EXERCISE AIM: Of the records that follow, copy only the lines from the line containing "pipe fail the" to the line containing "return (Some(handle), Acquisition::Inherited);", both included, exactly as written.

EXERCISE INPUTS:
//! SI magnitude bands (KHz, MHz, GHz).

use crate::allocation::{Allocation, Allocations};
use crate::hz::{Hz, GHZ, KHZ, MHZ, THZ};
use crate::range::Range;

/// The Kilohertz band, from 1KHz up to 1MHz.
pub const KHZ_BAND: Allocation =
    Allocation::new("KHz", Range::new(KHZ, Hz::new(MHZ.as_hz() - 1.0)));

/// The Megahertz band, from 1MHz up to 1GHz.
pub const MHZ_BAND: Allocation =
    Allocation::new("MHz", Range::new(MHZ, Hz::new(GHZ.as_hz() - 1.0)));

/// The Gigahertz band, from 1GHz up to 1THz.
pub const GHZ_BAND: Allocation =
    Allocation::new("GHz", Range::new(GHZ, Hz::new(THZ.as_hz() - 1.0)));

static SI_TABLE: [Allocation; 3] = [KHZ_BAND, MHZ_BAND, GHZ_BAND];

/// The Hz-based allocations (KHz, MHz, GHz).
pub static SI_BANDS: Allocations = Allocations::from_static(&SI_TABLE);

#[cfg(test)]
mod tests {
    use super::*;

    #[test]
    fn test_si_band_edges() {
        assert_eq!(Hz::new(999.0).si_band_name(), "");
        assert_eq!(KHZ.si_band_name(), "KHz");
        assert_eq!(Hz::new(999_999.0).si_band_name(), "KHz");
        assert_eq!(MHZ.si_band_name(), "MHz");
        assert_eq!(Hz::new(999_999_999.0).si_band_name(), "MHz");
        assert_eq!(GHZ.si_band_name(), "GHz");
        assert_eq!(Hz::new(999_999_999_999.0).si_band_name(), "GHz");
        assert_eq!(THZ.si_band_name(), "");
    }

    #[test]
    fn test_si_bands_partition() {
        for freq in [KHZ, MHZ * 1.5, MHZ * 144.39, GHZ * 2.4, GHZ * 999.0] {
            assert_eq!(SI_BANDS.containing_frequency(freq).len(), 1, "{freq}");
        }
        let names: Vec<&str> = SI_BANDS.iter().map(|a| a.name()).collect();
        assert_eq!(names, ["KHz", "MHz", "GHz"]);
    }
}
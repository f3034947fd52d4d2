//! Output handle resolution
//!
//! The console output handle is resolved on first use and cached for the
//! lifetime of the owning context. When standard output is not a character
//! device (redirected to a pipe or file, or the process was started by a GUI
//! launcher or a pseudo-terminal host) the manager tries to attach to the
//! parent's console, then to allocate a fresh one, so color and cursor calls
//! still reach a real console. Whatever comes out of that, failure included,
//! is final.

use std::cell::OnceCell;

use tracing::{debug, info, warn};

use crate::device::ConsoleDevice;

/// How the cached handle was obtained
#[derive(Clone, Copy, Debug, PartialEq, Eq)]
pub enum Acquisition {
    /// Standard output already was a console
    Inherited,
    /// Standard output is a pipe or file and no console could be obtained
    Redirected,
    /// Attached to the parent process's console
    Attached,
    /// Allocated a new console
    Allocated,
    /// No usable handle at all
    Unavailable,
}

impl Acquisition {
    /// Whether this process attached or allocated the console itself
    pub fn owns_console(self) -> bool {
        matches!(self, Acquisition::Attached | Acquisition::Allocated)
    }
}

/// Which recovery steps to try when standard output is not a console
#[derive(Clone, Copy, Debug, PartialEq, Eq)]
pub struct FallbackPolicy {
    pub attach_parent: bool,
    pub allocate: bool,
}

impl Default for FallbackPolicy {
    fn default() -> Self {
        Self {
            attach_parent: true,
            allocate: true,
        }
    }
}

/// Lazily resolved, memoized console output handle
pub struct HandleManager<H> {
    slot: OnceCell<(Option<H>, Acquisition)>,
    policy: FallbackPolicy,
}

impl<H: Copy> HandleManager<H> {
    pub fn new(policy: FallbackPolicy) -> Self {
        Self {
            slot: OnceCell::new(),
            policy,
        }
    }

    /// The cached handle, resolving it on the first call only
    pub fn resolve<D>(&self, device: &D) -> Option<H>
    where
        D: ConsoleDevice<Handle = H>,
    {
        self.slot.get_or_init(|| acquire(device, self.policy)).0
    }

    /// How the handle was obtained, or `None` before resolution
    pub fn acquisition(&self) -> Option<Acquisition> {
        self.slot.get().map(|(_, how)| *how)
    }

    /// Whether the resolved handle answers native console queries.
    ///
    /// Pipes and third-party terminal emulators that proxy a pipe fail the
    /// console-mode query, which lets callers skip color output.
    pub fn is_real_console<D>(&self, device: &D) -> bool
    where
        D: ConsoleDevice<Handle = H>,
    {
        match self.resolve(device) {
            Some(handle) => device.console_mode(handle).is_ok(),
            None => false,
        }
    }
}

fn acquire<D: ConsoleDevice>(
    device: &D,
    policy: FallbackPolicy,
) -> (Option<D::Handle>, Acquisition) {
    let original = match device.std_output() {
        Ok(handle) if device.is_character_device(handle) => {
            debug!("Standard output is a console");
            return (Some(handle), Acquisition::Inherited);
        }
        Ok(handle) => {
            debug!("Standard output is not a character device");
            Some(handle)
        }
        Err(e) => {
            debug!("No standard output handle: {}", e);
            None
        }
    };

    let acquired = if policy.attach_parent && try_step(device.attach_parent_console(), "attach") {
        Some(Acquisition::Attached)
    } else if policy.allocate && try_step(device.allocate_console(), "allocate") {
        Some(Acquisition::Allocated)
    } else {
        None
    };

    match acquired {
        Some(how) => {
            info!("Obtained console output ({:?})", how);
            match device.std_output() {
                Ok(handle) => (Some(handle), how),
                Err(e) => {
                    warn!("Console obtained but output handle unavailable: {}", e);
                    (None, how)
                }
            }
        }
        None => match original {
            Some(handle) => (Some(handle), Acquisition::Redirected),
            None => (None, Acquisition::Unavailable),
        },
    }
}

fn try_step<E: std::fmt::Display>(result: Result<(), E>, step: &str) -> bool {
    match result {
        Ok(()) => true,
        Err(e) => {
            debug!("Console {} failed: {}", step, e);
            false
        }
    }
}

OUTPUT BELOW:
    /// Pipes and third-party terminal emulators that proxy a pipe fail the
    /// console-mode query, which lets callers skip color output.
    pub fn is_real_console<D>(&self, device: &D) -> bool
    where
        D: ConsoleDevice<Handle = H>,
    {
        match self.resolve(device) {
            Some(handle) => device.console_mode(handle).is_ok(),
            None => false,
        }
    }
}

fn acquire<D: ConsoleDevice>(
    device: &D,
    policy: FallbackPolicy,
) -> (Option<D::Handle>, Acquisition) {
    let original = match device.std_output() {
        Ok(handle) if device.is_character_device(handle) => {
            debug!("Standard output is a console");
            return (Some(handle), Acquisition::Inherited);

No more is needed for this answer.